Sports teams at the University of Oklahoma are known as the Sooners, one of strangest nicknames in collegiate athletics. The story of how their peculiar nickname originated highlights a key ingredient to success in life: taking initiative.
In 1889, the U.S. government agreed to open up public lands in Oklahoma to aspiring homesteaders. Anyone who agreed to cultivate a parcel of land for at least five years could gain title to 160 acres. Congress set a time and date—April 22, 1889 at noon—as the legal starting point at which settlers could enter Oklahoma Territory and lay claim to a plot of land. Fortune-seekers, entrepreneurs, and those looking for a fresh start flocked to Oklahoma in anticipation of the event. When the day arrived, at exactly noon, public officials signaled the opening of the lands by firing pistols into the area. People on wagons and horseback raced across the countryside in hope of securing free land for themselves.

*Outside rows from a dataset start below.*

//! # ipfkit
//!
//! Read and write IPF game archives.
//!
//! IPF archives use the ZIP container layout but keep each entry's real path
//! only in its local header, and only in encrypted form. This crate parses the
//! container itself, recovers those names through a pluggable [`NameCipher`],
//! extracts entries by streaming them to disk, and builds new archives that
//! the reader accepts.
//!
//! ## Features
//!
//! - Two-pass loading: central directory first, then local header names
//! - Per-entry fallback names (`file_0007.bin`) when a header is unreadable
//! - Path traversal protection on every decoded name
//! - ZIP64 end records and offsets
//! - Stored and deflate entries, with CRC-32 verification on extraction
//! - Deterministic creation: identical input gives byte-identical output
//!
//! ## Example
//!
//! ```no_run
//! use std::path::Path;
//! use std::sync::Arc;
//! use ipfkit::{IpfArchive, IpfExtractor, IpfNameCipher};
//!
//! #[tokio::main]
//! async fn main() -> anyhow::Result<()> {
//!     let archive = IpfArchive::load(Path::new("data.ipf"), Arc::new(IpfNameCipher::new()), 8).await?;
//!
//!     for entry in archive.entries() {
//!         println!("{}", entry.display_name());
//!     }
//!
//!     let report = IpfExtractor::new(&archive, 8).extract_all(Path::new("out")).await?;
//!     println!("{} entries extracted", report.extracted);
//!     Ok(())
//! }
//! ```

pub mod cli;
pub mod config;
pub mod error;
pub mod io;
pub mod ipf;

pub use cli::Cli;
pub use config::{CreateConfig, ExtractConfig};
pub use error::{DecodeSkip, IpfError, Result};
pub use io::{LocalFileReader, ReadAt};
pub use ipf::{
    CreateSummary, ExtractReport, IpfArchive, IpfEntry, IpfExtractor, IpfNameCipher, NameCipher,
    PlainNameCipher, create, validate,
};
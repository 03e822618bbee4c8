use crate::error::{IpfError, Result};
use crate::io::ReadAt;

use super::archive::IpfArchive;
use super::structures::MAX_ENTRIES;

/// Structural sanity check, required before extraction.
///
/// Entry count must be in `1..=MAX_ENTRIES` and every local header offset must
/// fall inside the file.
pub fn validate<R: ReadAt>(archive: &IpfArchive<R>) -> Result<()> {
    let count = archive.len();
    if count == 0 {
        return Err(IpfError::Format("archive has no entries".into()));
    }
    if count > MAX_ENTRIES {
        return Err(IpfError::Capacity(format!(
            "{} entries exceeds the limit of {}",
            count, MAX_ENTRIES
        )));
    }

    let size = archive.size();
    if let Some(entry) = archive.entries().iter().find(|e| e.lfh_offset >= size) {
        return Err(IpfError::Format(format!(
            "entry {} starts at {} beyond end of file ({} bytes)",
            entry.index, entry.lfh_offset, size
        )));
    }

    Ok(())
}

#[cfg(test)]
mod tests {
    use super::*;
    use crate::io::LocalFileReader;
    use crate::ipf::cipher::PlainNameCipher;
    use crate::ipf::extractor::IpfExtractor;
    use crate::ipf::structures::CDFH_SIGNATURE;
    use crate::ipf::testutil::RawArchive;
    use std::path::PathBuf;
    use std::sync::Arc;

    fn open_bytes(dir: &tempfile::TempDir, bytes: &[u8]) -> IpfArchive<LocalFileReader> {
        let path = dir.path().join("v.ipf");
        std::fs::write(&path, bytes).unwrap();
        IpfArchive::from_reader(Arc::new(LocalFileReader::new(&path).unwrap())).unwrap()
    }

    #[test]
    fn unscanned_archive_is_invalid() {
        let dir = tempfile::tempdir().unwrap();
        let archive = open_bytes(&dir, b"not scanned yet");
        assert!(matches!(validate(&archive), Err(IpfError::Format(_))));
    }

    /// Two-entry archive whose second directory record points at `offset`.
    fn archive_with_second_offset(dir: &tempfile::TempDir, offset: Option<u32>) -> PathBuf {
        let mut raw = RawArchive::new();
        raw.push(5, b"a.txt", b"first");
        raw.push(5, b"b.txt", b"second");
        let mut bytes = raw.finish();

        let first_record = bytes
            .windows(4)
            .position(|w| w == CDFH_SIGNATURE)
            .unwrap();
        // each record carries the 3-byte placeholder name
        let field = first_record + 46 + 3 + 42;
        let offset = offset.unwrap_or(bytes.len() as u32);
        bytes[field..field + 4].copy_from_slice(&offset.to_le_bytes());

        let path = dir.path().join("offsets.ipf");
        std::fs::write(&path, bytes).unwrap();
        path
    }

    async fn scanned(path: &std::path::Path) -> IpfArchive {
        let mut archive = IpfArchive::open(path).unwrap();
        archive.read_structure().await.unwrap();
        archive
            .read_encrypted_filenames(Arc::new(PlainNameCipher), 2)
            .await
            .unwrap();
        archive
    }

    #[tokio::test]
    async fn header_offset_at_end_of_file_is_invalid() {
        let dir = tempfile::tempdir().unwrap();
        let path = archive_with_second_offset(&dir, None);

        let archive = scanned(&path).await;
        assert_eq!(archive.entry(1).unwrap().lfh_offset, archive.size());
        let err = validate(&archive).unwrap_err();
        assert!(matches!(err, IpfError::Format(msg) if msg.contains("entry 1")));

        let err = IpfArchive::load(&path, Arc::new(PlainNameCipher), 2)
            .await
            .err()
            .unwrap();
        assert!(matches!(err, IpfError::Format(_)));
    }

    #[tokio::test]
    async fn extraction_is_gated_on_header_offsets() {
        let dir = tempfile::tempdir().unwrap();
        let path = archive_with_second_offset(&dir, Some(u32::MAX - 1));
        let archive = scanned(&path).await;

        let dest = dir.path().join("out");
        let err = IpfExtractor::new(&archive, 2)
            .extract_all(&dest)
            .await
            .unwrap_err();
        assert!(matches!(err, IpfError::Format(_)));
        assert!(!dest.exists(), "destination created before validation");
    }

    #[tokio::test]
    async fn offsets_inside_the_file_validate() {
        let dir = tempfile::tempdir().unwrap();
        let path = archive_with_second_offset(&dir, Some(40));
        let archive = scanned(&path).await;
        validate(&archive).unwrap();
    }
}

The event, which came to be known as the Oklahoma Land Run, had few rules. One of them, however, was that no one was permitted to stake out their plot of ground prior to the official start date. Even so, lots of people—deputy marshals, land surveyors, railroad employees—took advantage of their positions to get a head start. By going sooner than they were supposed to, they ended up with the best pieces of land. Collectively, this group became known as the “Sooners”, and the word came to signify anyone with a go-getting, initiative-taking spirit.
As the Sooners demonstrate, it’s often not the fastest person that wins the race, but the person who started first.